═════ DATA PROVIDED
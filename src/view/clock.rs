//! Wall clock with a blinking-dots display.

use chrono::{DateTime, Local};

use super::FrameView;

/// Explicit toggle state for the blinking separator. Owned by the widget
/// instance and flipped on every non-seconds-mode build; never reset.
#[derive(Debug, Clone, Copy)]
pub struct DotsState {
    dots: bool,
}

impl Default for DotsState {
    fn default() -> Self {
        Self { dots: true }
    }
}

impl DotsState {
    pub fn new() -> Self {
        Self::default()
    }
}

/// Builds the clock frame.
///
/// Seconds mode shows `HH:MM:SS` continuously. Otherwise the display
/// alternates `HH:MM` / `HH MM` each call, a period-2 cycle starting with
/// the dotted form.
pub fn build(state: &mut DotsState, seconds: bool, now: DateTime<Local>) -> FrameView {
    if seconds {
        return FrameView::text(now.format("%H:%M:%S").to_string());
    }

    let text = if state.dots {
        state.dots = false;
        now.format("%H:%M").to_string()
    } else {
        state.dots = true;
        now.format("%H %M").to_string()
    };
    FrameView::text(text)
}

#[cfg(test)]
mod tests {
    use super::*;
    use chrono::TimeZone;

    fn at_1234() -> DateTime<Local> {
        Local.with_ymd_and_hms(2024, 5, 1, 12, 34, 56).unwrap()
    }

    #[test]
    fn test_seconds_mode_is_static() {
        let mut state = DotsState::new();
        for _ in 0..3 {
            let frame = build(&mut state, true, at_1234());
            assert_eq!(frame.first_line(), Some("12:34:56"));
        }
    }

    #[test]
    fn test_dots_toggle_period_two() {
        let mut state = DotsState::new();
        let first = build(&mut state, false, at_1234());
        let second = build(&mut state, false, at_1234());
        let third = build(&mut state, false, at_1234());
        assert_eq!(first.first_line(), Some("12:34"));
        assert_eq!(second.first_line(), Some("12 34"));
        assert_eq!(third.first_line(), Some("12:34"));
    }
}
══════════
• **WHAT YOU ARE ASKED TO DO**
Quote verbatim the line containing "Otherwise the display" and every line after it through the end of the records above.

• **ANSWER SECTION**
/// Seconds mode shows `HH:MM:SS` continuously. Otherwise the display
/// alternates `HH:MM` / `HH MM` each call, a period-2 cycle starting with
/// the dotted form.
pub fn build(state: &mut DotsState, seconds: bool, now: DateTime<Local>) -> FrameView {
    if seconds {
        return FrameView::text(now.format("%H:%M:%S").to_string());
    }

    let text = if state.dots {
        state.dots = false;
        now.format("%H:%M").to_string()
    } else {
        state.dots = true;
        now.format("%H %M").to_string()
    };
    FrameView::text(text)
}

#[cfg(test)]
mod tests {
    use super::*;
    use chrono::TimeZone;

    fn at_1234() -> DateTime<Local> {
        Local.with_ymd_and_hms(2024, 5, 1, 12, 34, 56).unwrap()
    }

    #[test]
    fn test_seconds_mode_is_static() {
        let mut state = DotsState::new();
        for _ in 0..3 {
            let frame = build(&mut state, true, at_1234());
            assert_eq!(frame.first_line(), Some("12:34:56"));
        }
    }

    #[test]
    fn test_dots_toggle_period_two() {
        let mut state = DotsState::new();
        let first = build(&mut state, false, at_1234());
        let second = build(&mut state, false, at_1234());
        let third = build(&mut state, false, at_1234());
        assert_eq!(first.first_line(), Some("12:34"));
        assert_eq!(second.first_line(), Some("12 34"));
        assert_eq!(third.first_line(), Some("12:34"));
    }
}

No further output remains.